Biomolecular detection based on a single fluorescence signal response is often difficult to completely eliminate the influence from interfering factors on the assay results. In this work, a ratiometric fluorescence probe was designed based on a dual emission carbon dot (CD). It produces dual-color emission (400 nm blue emission band and 560 nm green emission band) under 360 nm excitation. The two emission bands are believed to be originated from the distinct luminescent mechanisms: the intrinsic emission of CDs and intramolecular charge transfer (ICT) process, respectively. The energy transfer between the dual emission leads to the differentiated responses towards sialic acid (SA).

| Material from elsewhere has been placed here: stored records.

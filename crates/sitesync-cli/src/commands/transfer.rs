//! Transfer commands
//!
//! - `upload` / `download` copy one file between this machine and a site.
//! - `push` / `pull` move one file of the project between the active site
//!   and the remote site of the configuration, resolving its root template
//!   on both sides.
//!
//! Progress is printed while the transfer runs; Ctrl-C pauses it at the
//! next chunk boundary.

use std::path::PathBuf;
use std::sync::Arc;

use anyhow::{Context, Result};
use clap::Args;
use sitesync_core::domain::paths::file_name_of;
use sitesync_core::domain::{ProviderError, TransferOutcome};
use sitesync_sync::progress::{ProgressKey, RepresentationObserver};
use sitesync_sync::transfer;
use tracing::info;

use super::{resolve_remote, Session, TerminalProgressStore};
use crate::output::Output;

/// Representation id used for transfers started from the command line
const CLI_REPRESENTATION: &str = "cli";

fn observer(
    session: &Session,
    output: Output,
    label: &'static str,
    site: &str,
    file: &str,
) -> RepresentationObserver {
    let project = session.config.sync.project.as_str();
    let store = Arc::new(TerminalProgressStore::new(
        output,
        label,
        session.config.progress_interval(),
    ));
    store.pause_on_ctrl_c(project);
    RepresentationObserver::new(
        store,
        ProgressKey::new(project, CLI_REPRESENTATION, site, file),
    )
}

fn report(output: Output, verb: &str, from: &str, to: &str, outcome: &TransferOutcome) -> Result<()> {
    match outcome {
        TransferOutcome::Completed(value) => {
            if output.is_json() {
                output.report(
                    &serde_json::json!({"from": from, "to": to, "result": value}),
                    Vec::new(),
                );
            } else {
                output.success(&format!("{} {} -> {} ({})", verb, from, to, value));
            }
            Ok(())
        }
        TransferOutcome::RetryLater => {
            output.warn("The backend asked to retry later, run the command again");
            Ok(())
        }
    }
}

fn paused(err: ProviderError) -> anyhow::Error {
    match err {
        ProviderError::Paused => anyhow::anyhow!("Transfer paused, partial data was removed"),
        other => other.into(),
    }
}

/// Upload a local file to a site
#[derive(Debug, Args)]
pub struct UploadCommand {
    pub site: String,
    pub source: PathBuf,
    /// Remote file or folder path, root placeholders allowed
    pub target: String,

    /// Replace an existing remote file
    #[arg(long)]
    pub overwrite: bool,
}

impl UploadCommand {
    pub async fn execute(&self, session: &Session, output: Output) -> Result<()> {
        let provider = session.active_provider(&self.site).await?;
        let target = resolve_remote(provider.as_ref(), &self.target)?;
        let name = self
            .source
            .file_name()
            .map(|n| n.to_string_lossy().into_owned())
            .unwrap_or_default();

        info!(site = %self.site, source = %self.source.display(), target = %target, "Uploading");
        let observer = observer(session, output, "Uploaded", &self.site, &name);
        let outcome = provider
            .upload_file(&self.source, &target, &observer, self.overwrite)
            .await
            .map_err(paused)
            .with_context(|| format!("Failed to upload {}", self.source.display()))?;

        report(output, "Uploaded", &self.source.display().to_string(), &target, &outcome)
    }
}

/// Download a file of a site to this machine
#[derive(Debug, Args)]
pub struct DownloadCommand {
    pub site: String,
    /// Remote file path, root placeholders allowed
    pub source: String,
    /// Local file or folder
    pub target: PathBuf,

    /// Replace an existing local file
    #[arg(long)]
    pub overwrite: bool,
}

impl DownloadCommand {
    pub async fn execute(&self, session: &Session, output: Output) -> Result<()> {
        let provider = session.active_provider(&self.site).await?;
        let source = resolve_remote(provider.as_ref(), &self.source)?;

        info!(site = %self.site, source = %source, target = %self.target.display(), "Downloading");
        let observer = observer(session, output, "Downloaded", &self.site, file_name_of(&source));
        let outcome = provider
            .download_file(&source, &self.target, &observer, self.overwrite)
            .await
            .map_err(paused)
            .with_context(|| format!("Failed to download {}", source))?;

        report(output, "Downloaded", &source, &self.target.display().to_string(), &outcome)
    }
}

/// Upload a project file from the active site to the remote site
#[derive(Debug, Args)]
pub struct PushCommand {
    /// File template, e.g. "{root[work]}/shots/sh010/scene.ma"
    pub file: String,
}

impl PushCommand {
    pub async fn execute(&self, session: &Session, output: Output) -> Result<()> {
        let context = session.context();
        let observer = observer(
            session,
            output,
            "Uploaded",
            &context.remote_site,
            file_name_of(&self.file),
        );
        let outcome =
            transfer::upload_file(&session.factory, &context, &self.file, &mut None, &observer)
                .await
                .map_err(paused)
                .with_context(|| {
                    format!("Failed to push {} to '{}'", self.file, context.remote_site)
                })?;

        report(output, "Pushed", &context.local_site, &context.remote_site, &outcome)
    }
}

/// Download a project file from the remote site to the active site
#[derive(Debug, Args)]
pub struct PullCommand {
    /// File template, e.g. "{root[work]}/shots/sh010/scene.ma"
    pub file: String,
}

impl PullCommand {
    pub async fn execute(&self, session: &Session, output: Output) -> Result<()> {
        let context = session.context();
        let observer = observer(
            session,
            output,
            "Downloaded",
            &context.local_site,
            file_name_of(&self.file),
        );
        let outcome =
            transfer::download_file(&session.factory, &context, &self.file, &mut None, &observer)
                .await
                .map_err(paused)
                .with_context(|| {
                    format!("Failed to pull {} from '{}'", self.file, context.remote_site)
                })?;

        report(output, "Pulled", &context.remote_site, &context.local_site, &outcome)
    }
}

As the concentration of SA increases, the two emission bands of CDs dispersion exhibit opposite variation trends. The blue emission intensity rose slightly and green emission intensity descended. The ratios of emission band intensity at 400 nm and 560 nm are served as quantitative assay of SA. The limit of detection reached 1.15 μM. The ratiometric fluorescence probe also shows a favorable selectivity for SA detection. The self-calibration and mutual verification functions of the probes enable consistent emission ratios across different models of commercial spectrometers. It minimizes the interference from the environment and instrumentation, achieving accurate and highly versatile SA detection. The utility of the probe for SA detection was verified by analyzing human serum, showing the tremendous potential of dual emission CDs for accurate SA detection.